Um desafio de consenso
O debate ganhou força após comentários de Ceteris Paribus, pesquisador da Delphi Digital, que afirmou que o Bitcoin “resistente à quântica será viável”, mas isso não resolve o destino das moedas antigas. O ponto central é que o Bitcoin funciona por consenso social e técnico, e qualquer mudança nas regras econômicas exige acordo amplo.
Adam Back, referência histórica no ecossistema e citado no white paper de Satoshi Nakamoto, reforçou que a comunidade pode ter que escolher entre abandonar endereços antigos ou permitir que fundos sejam roubados — um cenário extremo, mas possível em um horizonte distante.
O fator Satoshi
Um efeito colateral curioso é a especulação sobre o criador do Bitcoin. Se a computação quântica um dia ameaçar endereços iniciais, Nakamoto poderia ser forçado a mover suas moedas para evitar ataques. Isso levantaria sinais sobre sua identidade ou existência. Back, no entanto, acredita que o risco real só deve surgir dentro de duas a quatro décadas.
Outras redes já exploram alternativas
Enquanto o Bitcoin enfrenta limitações retrocompatíveis, blockchains como Sui, Solana, Near e Cosmos podem implementar soluções resistentes à quântica sem mudar seus padrões de assinatura. Pesquisadores desenvolveram um método baseado em prova de conhecimento zero, tornando inútil uma assinatura falsificada por computador quântico.
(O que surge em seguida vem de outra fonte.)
use serde::Deserialize;

use super::builder::build_decorations;
use super::decoration::DecorationSet;
use super::document::Document;
use super::selection::EditorSelection;
use super::syntax::{parse, SyntaxTree};

/// Change report from the host editor view.
#[derive(Debug, Clone, Default, Deserialize)]
#[serde(rename_all = "camelCase")]
pub struct ViewUpdate {
    /// New document text, present when the document changed
    #[serde(default)]
    pub text: Option<String>,
    #[serde(default)]
    pub selection: Option<EditorSelection>,
    #[serde(default)]
    pub viewport_changed: bool,
}

impl ViewUpdate {
    pub fn doc_changed(&self) -> bool {
        self.text.is_some()
    }

    pub fn selection_set(&self) -> bool {
        self.selection.is_some()
    }
}

/// Live-preview state for one editor view: the current snapshot and the
/// decorations built from it.
#[derive(Debug, Clone)]
pub struct LivePreview {
    document: Document,
    tree: SyntaxTree,
    selection: EditorSelection,
    decorations: DecorationSet,
}

impl LivePreview {
    pub fn new(text: &str, selection: EditorSelection) -> Self {
        let document = Document::new(text);
        let tree = parse(&document);
        let decorations = build_decorations(&document, &tree, &selection);
        Self {
            document,
            tree,
            selection,
            decorations,
        }
    }

    /// Applies an update and rebuilds when the document, viewport or selection
    /// changed. Returns whether a rebuild happened.
    pub fn update(&mut self, update: ViewUpdate) -> bool {
        if !(update.doc_changed() || update.viewport_changed || update.selection_set()) {
            return false;
        }

        if let Some(text) = update.text {
            self.document = Document::new(&text);
            self.tree = parse(&self.document);
        }
        if let Some(selection) = update.selection {
            self.selection = selection;
        }

        self.decorations = build_decorations(&self.document, &self.tree, &self.selection);
        true
    }

    pub fn decorations(&self) -> &DecorationSet {
        &self.decorations
    }

    pub fn document(&self) -> &Document {
        &self.document
    }

    pub fn selection(&self) -> &EditorSelection {
        &self.selection
    }
}

#[cfg(test)]
mod tests {
    use super::*;
    use crate::preview::decoration::DecorationKind;

    fn hidden(preview: &LivePreview) -> usize {
        preview
            .decorations()
            .iter()
            .filter(|d| d.kind == DecorationKind::Hide)
            .count()
    }

    #[test]
    fn test_builds_on_creation() {
        let preview = LivePreview::new("# Title\n\nend", EditorSelection::cursor(10));
        assert_eq!(hidden(&preview), 1);
    }

    #[test]
    fn test_selection_change_rebuilds() {
        let mut preview = LivePreview::new("# Title\n\nend", EditorSelection::cursor(10));
        let rebuilt = preview.update(ViewUpdate {
            selection: Some(EditorSelection::cursor(3)),
            ..Default::default()
        });
        assert!(rebuilt);
        assert_eq!(hidden(&preview), 0);
    }

    #[test]
    fn test_document_change_reparses() {
        let mut preview = LivePreview::new("plain", EditorSelection::cursor(0));
        assert!(preview.decorations().is_empty());

        preview.update(ViewUpdate {
            text: Some("plain **bold**".to_string()),
            ..Default::default()
        });
        assert!(!preview.decorations().is_empty());
        assert_eq!(preview.document().len_chars(), 14);
    }

    #[test]
    fn test_viewport_change_rebuilds_same_set() {
        let mut preview = LivePreview::new("- a\n\nend", EditorSelection::cursor(7));
        let before = preview.decorations().clone();
        assert!(preview.update(ViewUpdate {
            viewport_changed: true,
            ..Default::default()
        }));
        assert_eq!(preview.decorations(), &before);
    }

    #[test]
    fn test_empty_update_is_ignored() {
        let mut preview = LivePreview::new("text", EditorSelection::cursor(0));
        assert!(!preview.update(ViewUpdate::default()));
    }

    #[test]
    fn test_deserialize_update() {
        let update: ViewUpdate = serde_json::from_str(
            r#"{"text":"x","selection":{"ranges":[{"anchor":1,"head":1}]},"viewportChanged":true}"#,
        )
        .unwrap();
        assert!(update.doc_changed());
        assert!(update.selection_set());
        assert!(update.viewport_changed);
    }
}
Ethereum e Bitcoin, entretanto, não são compatíveis com essa abordagem, o que reforça a complexidade particular do Bitcoin.
✅ Conclusão
A discussão sobre computação quântica e Bitcoin vai além da matemática. O maior risco pode estar na governança. A comunidade terá de decidir, no futuro, entre preservar regras históricas ou proteger Bitcoins vulneráveis. O desafio revela que a força do Bitcoin não está apenas no seu código, mas na sua capacidade de manter consenso em um momento de mudança tecnológica profunda.